Ad Tech’s Alphabet Soup

Ad Tech’s Alphabet Soup: There are so many acronyms in ad tech — DSP, DMP, AMP, SSP — that the idea of creating a new one is a standard joke. But the serious problem is that these acronyms come at a cost to the sector’s credibility with brands. The confusion and complexity can often appear like a mask for a bunch of very well-funded tech startups trying to overcomplicate the ad-buying process in the hopes of taking a piece of the action. Simulmedia CEO Dave Morgan, founder of ad targeter Tacoda, picks up on this theme in his Mediapost column. He finds it particularly irksome that people throw acronyms around without explaining what they mean — or why they matter.

Job Posting of the Day: Twitter is looking for a manager of entertainment content. Say what? It’s no longer enough to be just a tech platform. The job details how the candidate will promote Twitter to celebrities and develop best practices for them. This only make sense since celebs still have outsize influence on Twitter. There’s even talk of Google+ luring prominent people to its platform. It’s worth noting, should this come to pass, that this is yet another endorsement of the idea that it’s the content on these platforms that’s most important.

Airbnb’s Cautionary Tale: For a startup that few had ever heard of, Airbnb is in the midst of a full-on public relations nightmare. What’s interesting is the fans of the controversy were fanned by Silicon Valley blogs. The problem started when a San Francisco woman used the short-term house and apartment rental service to rent her apartment to a person who then proceeded to wreck the place. This is pretty terrible. Airbnb bungled its efforts to ameliorate the situation, leading to a series of distraught and angry blog posts from the victim. It’s a tough story, but I have a feeling we’ve heard it before with all manner of online services that aim to bring people together who never otherwise would. Craigslist,, MySpace, Facebook — all have dealt with instances where unscrupulous folks have used it to facilitate crime. At the end of the day, people using these networks have to realize they’re at some points taking on a certain amount of risk, such as when they agree to let a complete stranger stay in their apartment.

New Yorker’s iPad Success: Score one for words. It turns out that in the sea of publisher iPad apps loaded to the gills with all manner of techie geegaws, the New Yorker is having quiet success by going in the opposite direction. It’s doubled down on the actual words. The New Yorker app, like the magazine, is rather spare. The results are impressive so far. This approach, of course, won’t work for every publisher. It would make no sense for Vogue to emphasize the text of its articles. But it does show that many different approaches can work on the iPad.
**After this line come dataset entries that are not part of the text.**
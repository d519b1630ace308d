//! Errors surfaced while loading or dealing a card.

use crate::show::ShowId;

/// Error that can occur when loading a show or dealing a card from it.
///
/// None of these are retried automatically; the caller decides what to
/// show the player.
#[derive(Debug, Clone, PartialEq, Eq, derive_more::Display)]
pub enum CardError {
    /// The phrase pool has fewer than the 24 phrases a card needs.
    #[display("A bingo card needs at least 24 phrases, but this show only has {}", found)]
    InsufficientPhrases {
        /// Number of phrases the show actually has.
        found: usize,
    },

    /// The show provider has no record with this id.
    #[display("Show '{}' was not found", _0)]
    NotFound(ShowId),

    /// The show provider could not be reached or returned garbage.
    #[display("Failed to fetch show: {}", _0)]
    Fetch(String),
}

impl CardError {
    /// Returns true if the player can fix this by editing the show.
    pub fn is_editable(&self) -> bool {
        matches!(self, CardError::InsufficientPhrases { .. })
    }
}

impl std::error::Error for CardError {}
//! Stateless UI rendering for the bingo card.

use crate::app::App;
use ratatui::{
    Frame,
    layout::{Alignment, Constraint, Direction, Layout, Position, Rect},
    style::{Color, Modifier, Style},
    widgets::{Block, Borders, Clear, Paragraph, Wrap},
};
use strictly_bingo::{CellIndex, GRID_SIDE};

const BANNER_WIDTH: u16 = 30;
const BANNER_HEIGHT: u16 = 5;

/// Renders the whole screen: title, card, status, and the bingo banner.
pub fn draw(frame: &mut Frame, app: &App) {
    let chunks = screen_layout(frame.area());

    let title = app
        .card()
        .show()
        .name()
        .clone()
        .unwrap_or_else(|| "Strictly Bingo".to_string());
    let title = Paragraph::new(title)
        .style(Style::default().fg(Color::Cyan).add_modifier(Modifier::BOLD))
        .alignment(Alignment::Center);
    frame.render_widget(title, chunks[0]);

    draw_card(frame, chunks[1], app);

    let status = Paragraph::new(app.status_message())
        .style(Style::default().fg(Color::Yellow))
        .alignment(Alignment::Center)
        .block(Block::default().borders(Borders::ALL));
    frame.render_widget(status, chunks[2]);

    if app.card().alert_visible() {
        draw_banner(frame, banner_area(frame.area()));
    }
}

/// Returns where the bingo banner sits on a screen of the given size.
pub fn banner_area(screen: Rect) -> Rect {
    center_rect(screen_layout(screen)[1], BANNER_WIDTH, BANNER_HEIGHT)
}

/// Returns true if a click at `(column, row)` lands on the bingo banner.
pub fn hits_banner(screen: Rect, column: u16, row: u16) -> bool {
    banner_area(screen).contains(Position::new(column, row))
}

fn screen_layout(area: Rect) -> std::rc::Rc<[Rect]> {
    Layout::default()
        .direction(Direction::Vertical)
        .constraints([
            Constraint::Length(3), // Title
            Constraint::Min(15),   // Card
            Constraint::Length(3), // Status
        ])
        .split(area)
}

fn draw_card(frame: &mut Frame, area: Rect, app: &App) {
    let winning = app.card().winning_cells();
    let rows = Layout::default()
        .direction(Direction::Vertical)
        .constraints([Constraint::Ratio(1, GRID_SIDE as u32); GRID_SIDE])
        .split(area);

    for (row, row_area) in rows.iter().enumerate() {
        let cols = Layout::default()
            .direction(Direction::Horizontal)
            .constraints([Constraint::Ratio(1, GRID_SIDE as u32); GRID_SIDE])
            .split(*row_area);

        for (col, cell_area) in cols.iter().enumerate() {
            if let Some(cell) = CellIndex::from_row_col(row, col) {
                draw_cell(frame, *cell_area, app, cell, winning.contains(&cell));
            }
        }
    }
}

fn draw_cell(frame: &mut Frame, area: Rect, app: &App, cell: CellIndex, on_line: bool) {
    let card = app.card();
    let style = if on_line {
        Style::default()
            .fg(Color::Black)
            .bg(Color::Yellow)
            .add_modifier(Modifier::BOLD)
    } else if card.is_marked(cell) {
        Style::default().fg(Color::Black).bg(Color::Green)
    } else {
        Style::default().fg(Color::White)
    };

    let border = if cell == app.cursor() {
        Style::default().fg(Color::Magenta).add_modifier(Modifier::BOLD)
    } else {
        Style::default().fg(Color::DarkGray)
    };

    let paragraph = Paragraph::new(card.grid().cell(cell))
        .style(style)
        .alignment(Alignment::Center)
        .wrap(Wrap { trim: true })
        .block(Block::default().borders(Borders::ALL).border_style(border));
    frame.render_widget(paragraph, area);
}

fn draw_banner(frame: &mut Frame, banner_area: Rect) {
    let banner = Paragraph::new("BINGO!\n\nEsc or click to dismiss")
        .style(
            Style::default()
                .fg(Color::Black)
                .bg(Color::Magenta)
                .add_modifier(Modifier::BOLD),
        )
        .alignment(Alignment::Center)
        .block(Block::default().borders(Borders::ALL));
    frame.render_widget(Clear, banner_area);
    frame.render_widget(banner, banner_area);
}

fn center_rect(area: Rect, width: u16, height: u16) -> Rect {
    let vert = Layout::default()
        .direction(Direction::Vertical)
        .constraints([
            Constraint::Length((area.height.saturating_sub(height)) / 2),
            Constraint::Length(height),
            Constraint::Length((area.height.saturating_sub(height)) / 2),
        ])
        .split(area);

    Layout::default()
        .direction(Direction::Horizontal)
        .constraints([
            Constraint::Length((area.width.saturating_sub(width)) / 2),
            Constraint::Length(width),
            Constraint::Length((area.width.saturating_sub(width)) / 2),
        ])
        .split(vert[1])[1]
}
Content + Commerce + Community: In Web 1.0 there was no shortage of companies that sang the same “content, commerce and community” song. Few succeeded. There are better opportunities to do so nowadays. Thrillist is building a tidy business that’s half commerce company, half publisher. The six-year-old email service has over 3 million young-male subscribers for both its editorial content of what’s going on around them that’s fun and commerce offers in the form of Jackthreads and Groupon-style deals. Tying it together is a laser focus on community: young dudes with some money to spend. It all adds up to a $40 million company with 115 employees.